» **About this task**
What is the number of lines in these entries that include "derive"? Write that number and no other text.

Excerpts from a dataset
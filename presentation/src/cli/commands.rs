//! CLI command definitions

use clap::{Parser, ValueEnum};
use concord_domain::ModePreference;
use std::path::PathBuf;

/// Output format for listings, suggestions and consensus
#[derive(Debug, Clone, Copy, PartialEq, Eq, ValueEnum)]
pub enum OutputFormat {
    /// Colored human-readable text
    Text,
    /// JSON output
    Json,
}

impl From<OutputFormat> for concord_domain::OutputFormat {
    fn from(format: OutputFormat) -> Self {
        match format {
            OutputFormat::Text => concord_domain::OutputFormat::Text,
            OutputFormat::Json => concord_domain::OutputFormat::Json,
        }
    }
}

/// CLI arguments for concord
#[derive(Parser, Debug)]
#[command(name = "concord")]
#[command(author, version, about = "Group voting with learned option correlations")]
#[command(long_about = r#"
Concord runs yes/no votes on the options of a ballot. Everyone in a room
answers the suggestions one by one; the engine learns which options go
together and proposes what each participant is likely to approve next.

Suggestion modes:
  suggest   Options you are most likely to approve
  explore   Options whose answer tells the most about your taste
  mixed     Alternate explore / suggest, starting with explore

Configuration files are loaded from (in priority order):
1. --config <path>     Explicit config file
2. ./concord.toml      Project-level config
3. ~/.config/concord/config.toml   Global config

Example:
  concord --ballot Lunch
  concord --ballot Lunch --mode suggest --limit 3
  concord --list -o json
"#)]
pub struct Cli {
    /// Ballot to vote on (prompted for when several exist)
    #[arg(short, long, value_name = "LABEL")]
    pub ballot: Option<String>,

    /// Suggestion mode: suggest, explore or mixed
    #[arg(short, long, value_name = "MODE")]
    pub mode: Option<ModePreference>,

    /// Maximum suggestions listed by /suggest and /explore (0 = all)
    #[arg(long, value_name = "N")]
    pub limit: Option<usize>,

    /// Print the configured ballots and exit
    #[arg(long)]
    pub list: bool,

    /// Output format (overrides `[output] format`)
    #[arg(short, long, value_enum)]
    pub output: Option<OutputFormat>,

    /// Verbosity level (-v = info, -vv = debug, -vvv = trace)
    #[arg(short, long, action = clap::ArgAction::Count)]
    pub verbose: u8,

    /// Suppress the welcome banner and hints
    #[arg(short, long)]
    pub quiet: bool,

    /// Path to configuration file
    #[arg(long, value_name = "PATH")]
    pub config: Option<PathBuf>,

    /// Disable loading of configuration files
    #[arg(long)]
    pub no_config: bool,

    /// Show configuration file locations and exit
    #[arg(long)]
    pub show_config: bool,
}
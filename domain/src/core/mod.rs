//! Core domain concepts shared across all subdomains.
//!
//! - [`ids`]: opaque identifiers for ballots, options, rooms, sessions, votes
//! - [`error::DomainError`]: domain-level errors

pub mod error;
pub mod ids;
==
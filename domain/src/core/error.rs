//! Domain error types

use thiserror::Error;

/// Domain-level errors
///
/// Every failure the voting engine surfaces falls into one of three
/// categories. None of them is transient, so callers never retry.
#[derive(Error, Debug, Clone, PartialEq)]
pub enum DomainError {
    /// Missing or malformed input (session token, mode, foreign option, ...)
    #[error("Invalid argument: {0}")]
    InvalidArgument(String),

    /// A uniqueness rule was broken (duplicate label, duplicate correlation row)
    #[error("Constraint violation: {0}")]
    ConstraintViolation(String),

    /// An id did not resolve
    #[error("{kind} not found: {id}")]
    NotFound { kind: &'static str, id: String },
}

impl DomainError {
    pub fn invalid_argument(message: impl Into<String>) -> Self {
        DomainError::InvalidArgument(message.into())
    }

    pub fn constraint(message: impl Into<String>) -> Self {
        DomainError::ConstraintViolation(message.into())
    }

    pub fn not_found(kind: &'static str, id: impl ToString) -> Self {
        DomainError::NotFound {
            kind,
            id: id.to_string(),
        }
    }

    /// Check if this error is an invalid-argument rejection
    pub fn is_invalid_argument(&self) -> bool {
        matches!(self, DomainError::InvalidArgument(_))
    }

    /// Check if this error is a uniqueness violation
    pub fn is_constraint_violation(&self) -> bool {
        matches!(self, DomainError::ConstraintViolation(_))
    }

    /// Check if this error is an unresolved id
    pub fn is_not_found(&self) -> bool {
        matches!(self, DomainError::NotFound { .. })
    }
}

» **Task answer**
3